Dataset entries

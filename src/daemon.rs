//! Daemon module - main event loop orchestration
//!
//! Owns the hotkey service and the correction pipeline. Triggers come from
//! the hotkey, or from SIGUSR1 sent by `textfix correct` (compositor
//! keybindings). SIGHUP reloads the shortcut from the config file.

use crate::clipboard::{create_clipboard, transaction::ClipboardTransaction};
use crate::config::{load_config, Config};
use crate::correction::remote::RemoteCorrector;
use crate::error::{Result, TextfixError};
use crate::hotkey::{self, HotkeyAction, HotkeyService};
use crate::input::create_simulator;
use crate::notification::{DesktopNotifier, Toaster};
use crate::orchestrator::{Orchestrator, Outcome};
use crate::platform::Platform;
use crate::state::State;
use pidlock::Pidlock;
use std::path::{Path, PathBuf};
use std::sync::Arc;
use std::time::Duration;
use tokio::sync::{mpsc, watch};
use tokio::task::JoinHandle;

/// Hotkey presses queued while the loop is busy
const TRIGGER_QUEUE: usize = 4;

/// Extra time given to a running correction on shutdown
const SHUTDOWN_GRACE: Duration = Duration::from_secs(5);

/// Write state to file for external integrations (e.g., Waybar)
fn write_state_file(path: &Path, state: &str) {
    // Ensure parent directory exists
    if let Some(parent) = path.parent() {
        if let Err(e) = std::fs::create_dir_all(parent) {
            tracing::warn!("Failed to create state file directory: {}", e);
            return;
        }
    }

    if let Err(e) = std::fs::write(path, state) {
        tracing::warn!("Failed to write state file: {}", e);
    } else {
        tracing::trace!("State file updated: {}", state);
    }
}

/// Remove a runtime file on shutdown
fn cleanup_file(path: &Path) {
    if path.exists() {
        if let Err(e) = std::fs::remove_file(path) {
            tracing::warn!("Failed to remove {:?}: {}", path, e);
        }
    }
}

/// Write PID file for external control via signals
fn write_pid_file() -> Option<PathBuf> {
    let pid_path = Config::runtime_dir().join("pid");

    // Ensure parent directory exists
    if let Some(parent) = pid_path.parent() {
        if let Err(e) = std::fs::create_dir_all(parent) {
            tracing::warn!("Failed to create PID file directory: {}", e);
            return None;
        }
    }

    let pid = std::process::id();
    if let Err(e) = std::fs::write(&pid_path, pid.to_string()) {
        tracing::warn!("Failed to write PID file: {}", e);
        return None;
    }

    tracing::debug!("PID file written: {:?} (pid={})", pid_path, pid);
    Some(pid_path)
}

/// PID of the running daemon, from its PID file
fn read_pid_file(path: &Path) -> Result<i32> {
    let contents = std::fs::read_to_string(path).map_err(|_| {
        TextfixError::Config(
            "textfix daemon is not running (no PID file). Start it with `textfix`, \
             or use `textfix correct --now`"
                .to_string(),
        )
    })?;

    contents
        .trim()
        .parse()
        .map_err(|_| TextfixError::Config(format!("Invalid PID file {:?}", path)))
}

/// Ask the running daemon to correct the current selection
#[cfg(unix)]
pub fn signal_running_daemon() -> Result<i32> {
    use nix::sys::signal::{kill, Signal};
    use nix::unistd::Pid;

    let pid = read_pid_file(&Config::runtime_dir().join("pid"))?;
    kill(Pid::from_raw(pid), Signal::SIGUSR1).map_err(|e| {
        TextfixError::Config(format!("Failed to signal textfix daemon (pid {}): {}", pid, e))
    })?;
    Ok(pid)
}

#[cfg(not(unix))]
pub fn signal_running_daemon() -> Result<i32> {
    Err(TextfixError::Config(
        "Signaling the daemon is not supported on this platform, use `textfix correct --now`"
            .to_string(),
    ))
}

/// Only one daemon may own the hotkey
fn acquire_instance_lock() -> Result<Pidlock> {
    let runtime_dir = Config::runtime_dir();
    std::fs::create_dir_all(&runtime_dir)?;

    let lock_path = runtime_dir.join("textfix.lock");
    let lock_path_str = lock_path.to_string_lossy().to_string();
    let mut pidlock = Pidlock::new(&lock_path_str);

    pidlock.acquire().map_err(|_| {
        TextfixError::Config("Another textfix daemon is already running".to_string())
    })?;

    tracing::debug!("Acquired instance lock: {:?}", lock_path);
    Ok(pidlock)
}

/// Wire the clipboard, input, service and notice backends from config
pub fn build_orchestrator(config: &Config, platform: Platform) -> Result<Orchestrator> {
    let timeout = config.timing.command_timeout();

    let clipboard = create_clipboard(&config.clipboard, platform, timeout);
    if !clipboard.is_available() {
        tracing::warn!(
            "Clipboard tool {} not found in PATH, corrections will fail until it is installed",
            clipboard.name()
        );
    }

    let input = create_simulator(&config.input, platform, timeout);
    if !input.is_available() {
        tracing::warn!(
            "Key tool {} not found in PATH, corrections will fail until it is installed",
            input.name()
        );
    }

    let service = RemoteCorrector::new(&config.service)?;
    tracing::info!("Correction service: {}", config.service.endpoint);

    let toaster = Toaster::new(
        Arc::new(DesktopNotifier),
        config.notification.enabled,
        Duration::from_millis(config.notification.ttl_ms),
    );

    Ok(Orchestrator::new(
        ClipboardTransaction::new(clipboard, input, config.timing.clone()),
        Arc::new(service),
        toaster,
        &config.correction,
    ))
}

/// Mirror pipeline stages into the state file
fn spawn_state_writer(path: PathBuf, mut stages: watch::Receiver<State>) -> JoinHandle<()> {
    write_state_file(&path, State::Idle.as_str());
    tokio::spawn(async move {
        while stages.changed().await.is_ok() {
            let state = *stages.borrow_and_update();
            write_state_file(&path, state.as_str());
        }
    })
}

/// Start a correction unless one is already running
fn start_correction(orchestrator: &Arc<Orchestrator>, running: &mut Option<JoinHandle<Outcome>>) {
    if running.is_some() {
        tracing::info!("Correction already in progress, ignoring trigger");
        return;
    }
    let orchestrator = orchestrator.clone();
    *running = Some(tokio::spawn(async move { orchestrator.run(None).await }));
}

enum Control {
    Trigger,
    Reload,
    Shutdown(&'static str),
}

/// SIGUSR1, SIGHUP and SIGTERM
#[cfg(unix)]
struct ControlSignals {
    usr1: tokio::signal::unix::Signal,
    hup: tokio::signal::unix::Signal,
    term: tokio::signal::unix::Signal,
}

#[cfg(unix)]
impl ControlSignals {
    fn install() -> Result<Self> {
        use tokio::signal::unix::{signal, SignalKind};

        let handler = |kind: SignalKind, name: &str| {
            signal(kind).map_err(|e| {
                TextfixError::Config(format!("Failed to set up {} handler: {}", name, e))
            })
        };

        Ok(Self {
            usr1: handler(SignalKind::user_defined1(), "SIGUSR1")?,
            hup: handler(SignalKind::hangup(), "SIGHUP")?,
            term: handler(SignalKind::terminate(), "SIGTERM")?,
        })
    }

    async fn recv(&mut self) -> Control {
        tokio::select! {
            _ = self.usr1.recv() => Control::Trigger,
            _ = self.hup.recv() => Control::Reload,
            _ = self.term.recv() => Control::Shutdown("SIGTERM"),
        }
    }
}

#[cfg(not(unix))]
struct ControlSignals;

#[cfg(not(unix))]
impl ControlSignals {
    fn install() -> Result<Self> {
        Ok(Self)
    }

    async fn recv(&mut self) -> Control {
        std::future::pending().await
    }
}

/// Main daemon that owns the hotkey and the correction pipeline
pub struct Daemon {
    config: Config,
    config_path: Option<PathBuf>,
    shortcut_override: Option<String>,
    state_file_path: Option<PathBuf>,
    pid_file_path: Option<PathBuf>,
}

impl Daemon {
    /// Create a new daemon with the given configuration
    ///
    /// `config_path` is re-read on SIGHUP.
    pub fn new(config: Config, config_path: Option<PathBuf>) -> Self {
        let state_file_path = config.resolve_state_file();
        Self {
            config,
            config_path,
            shortcut_override: None,
            state_file_path,
            pid_file_path: None,
        }
    }

    /// Shortcut from the command line, kept across reloads
    pub fn with_shortcut_override(mut self, shortcut: Option<String>) -> Self {
        self.shortcut_override = shortcut;
        self
    }

    /// Run the daemon main loop
    pub async fn run(&mut self) -> Result<()> {
        tracing::info!("Starting textfix daemon");

        let mut lock = acquire_instance_lock()?;

        // Write PID file for external control via signals
        self.pid_file_path = write_pid_file();

        let mut signals = ControlSignals::install()?;

        let platform = Platform::detect();
        tracing::info!("Platform: {}", platform);

        let orchestrator = Arc::new(build_orchestrator(&self.config, platform)?);

        let state_writer = self.state_file_path.clone().map(|path| {
            tracing::info!("State file: {:?}", path);
            spawn_state_writer(path, orchestrator.subscribe())
        });

        let (trigger_tx, mut trigger_rx) = mpsc::channel(TRIGGER_QUEUE);
        let mut hotkeys = if self.config.hotkey.enabled {
            Some(self.start_hotkeys(platform, trigger_tx)?)
        } else {
            tracing::info!("Built-in hotkey disabled, use 'textfix correct' from a compositor keybinding");
            None
        };

        if let Some(shortcut) = hotkeys.as_ref().and_then(|h| h.active_shortcut()) {
            tracing::info!("Listening for hotkey: {}", shortcut);
        }

        let mut running: Option<JoinHandle<Outcome>> = None;
        let mut reload_pending = false;

        // Main event loop
        loop {
            tokio::select! {
                Some(()) = trigger_rx.recv() => {
                    start_correction(&orchestrator, &mut running);
                }

                control = signals.recv() => match control {
                    Control::Trigger => {
                        tracing::debug!("Received SIGUSR1");
                        start_correction(&orchestrator, &mut running);
                    }
                    Control::Reload => {
                        if running.is_some() {
                            tracing::info!("Received SIGHUP, reloading after the running correction");
                            reload_pending = true;
                        } else {
                            tracing::info!("Received SIGHUP, reloading shortcut");
                            self.reload(hotkeys.as_mut());
                        }
                    }
                    Control::Shutdown(name) => {
                        tracing::info!("Received {}, shutting down...", name);
                        break;
                    }
                },

                result = async {
                    match running.as_mut() {
                        Some(task) => task.await,
                        None => std::future::pending().await,
                    }
                } => {
                    running = None;
                    if let Err(e) = result {
                        tracing::error!("Correction task failed: {}", e);
                    }
                    if reload_pending {
                        reload_pending = false;
                        self.reload(hotkeys.as_mut());
                    }
                }

                // Handle graceful shutdown (SIGINT from Ctrl+C)
                _ = tokio::signal::ctrl_c() => {
                    tracing::info!("Received SIGINT, shutting down...");
                    break;
                }
            }
        }

        // Stop listening before anything else
        if let Some(mut service) = hotkeys.take() {
            service.destroy();
        }

        // Let a running correction put the clipboard back
        if let Some(task) = running.take() {
            tracing::info!("Waiting for the running correction to finish");
            let grace = Duration::from_secs(self.config.service.timeout_secs) + SHUTDOWN_GRACE;
            if tokio::time::timeout(grace, task).await.is_err() {
                tracing::warn!("Correction did not finish in time");
            }
        }

        if let Some(writer) = state_writer {
            writer.abort();
        }

        // Remove state file on shutdown
        if let Some(ref path) = self.state_file_path {
            cleanup_file(path);
        }

        // Remove PID file on shutdown
        if let Some(ref path) = self.pid_file_path {
            cleanup_file(path);
        }

        if lock.release().is_err() {
            tracing::warn!("Failed to release instance lock");
        }

        tracing::info!("Daemon stopped");

        Ok(())
    }

    /// Register the configured shortcut; presses only enqueue a trigger
    fn start_hotkeys(&self, platform: Platform, trigger: mpsc::Sender<()>) -> Result<HotkeyService> {
        let source = hotkey::create_source(self.config.hotkey.source)?;
        let mut service = HotkeyService::new(source, platform);

        let action: HotkeyAction = Arc::new(move || {
            if trigger.try_send(()).is_err() {
                tracing::debug!("Trigger queue full, dropping hotkey press");
            }
        });
        service.register(&self.config.hotkey.shortcut, action)?;

        Ok(service)
    }

    /// Re-read the config file and move the hotkey to its shortcut
    fn reload(&mut self, hotkeys: Option<&mut HotkeyService>) {
        let config = match load_config(self.config_path.as_deref()) {
            Ok(config) => config,
            Err(e) => {
                tracing::warn!("Reload failed, keeping current settings: {}", e);
                return;
            }
        };

        let shortcut = self
            .shortcut_override
            .clone()
            .unwrap_or(config.hotkey.shortcut);

        let Some(service) = hotkeys else {
            tracing::info!("Built-in hotkey disabled, nothing to reload");
            return;
        };

        match service.update_shortcut(&shortcut) {
            Ok(()) => {
                tracing::info!("Hotkey changed to {}", shortcut);
                self.config.hotkey.shortcut = shortcut;
            }
            Err(e) => tracing::warn!("Keeping hotkey {}: {}", self.config.hotkey.shortcut, e),
        }
    }
}

#[cfg(test)]
mod tests {
    use super::*;

    #[test]
    fn test_state_file_roundtrip() {
        let dir = tempfile::tempdir().unwrap();
        let path = dir.path().join("nested").join("state");

        write_state_file(&path, State::Correcting.as_str());
        assert_eq!(std::fs::read_to_string(&path).unwrap(), "correcting");

        cleanup_file(&path);
        assert!(!path.exists());

        // Removing twice is harmless
        cleanup_file(&path);
    }

    #[test]
    fn test_read_pid_file() {
        let dir = tempfile::tempdir().unwrap();
        let path = dir.path().join("pid");

        assert!(matches!(read_pid_file(&path), Err(TextfixError::Config(_))));

        std::fs::write(&path, "4242\n").unwrap();
        assert_eq!(read_pid_file(&path).unwrap(), 4242);

        std::fs::write(&path, "not a pid").unwrap();
        assert!(read_pid_file(&path).is_err());
    }

    #[test]
    fn test_state_file_disabled() {
        let mut config = Config::default();
        config.state_file = Some("off".to_string());
        let daemon = Daemon::new(config, None);
        assert!(daemon.state_file_path.is_none());
    }
}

## Task directions:
Find the lines above holding the word "input" and show them.

## Answer for the task:
use crate::input::create_simulator;
/// Wire the clipboard, input, service and notice backends from config
    let input = create_simulator(&config.input, platform, timeout);
    if !input.is_available() {
            input.name()
        ClipboardTransaction::new(clipboard, input, config.timing.clone()),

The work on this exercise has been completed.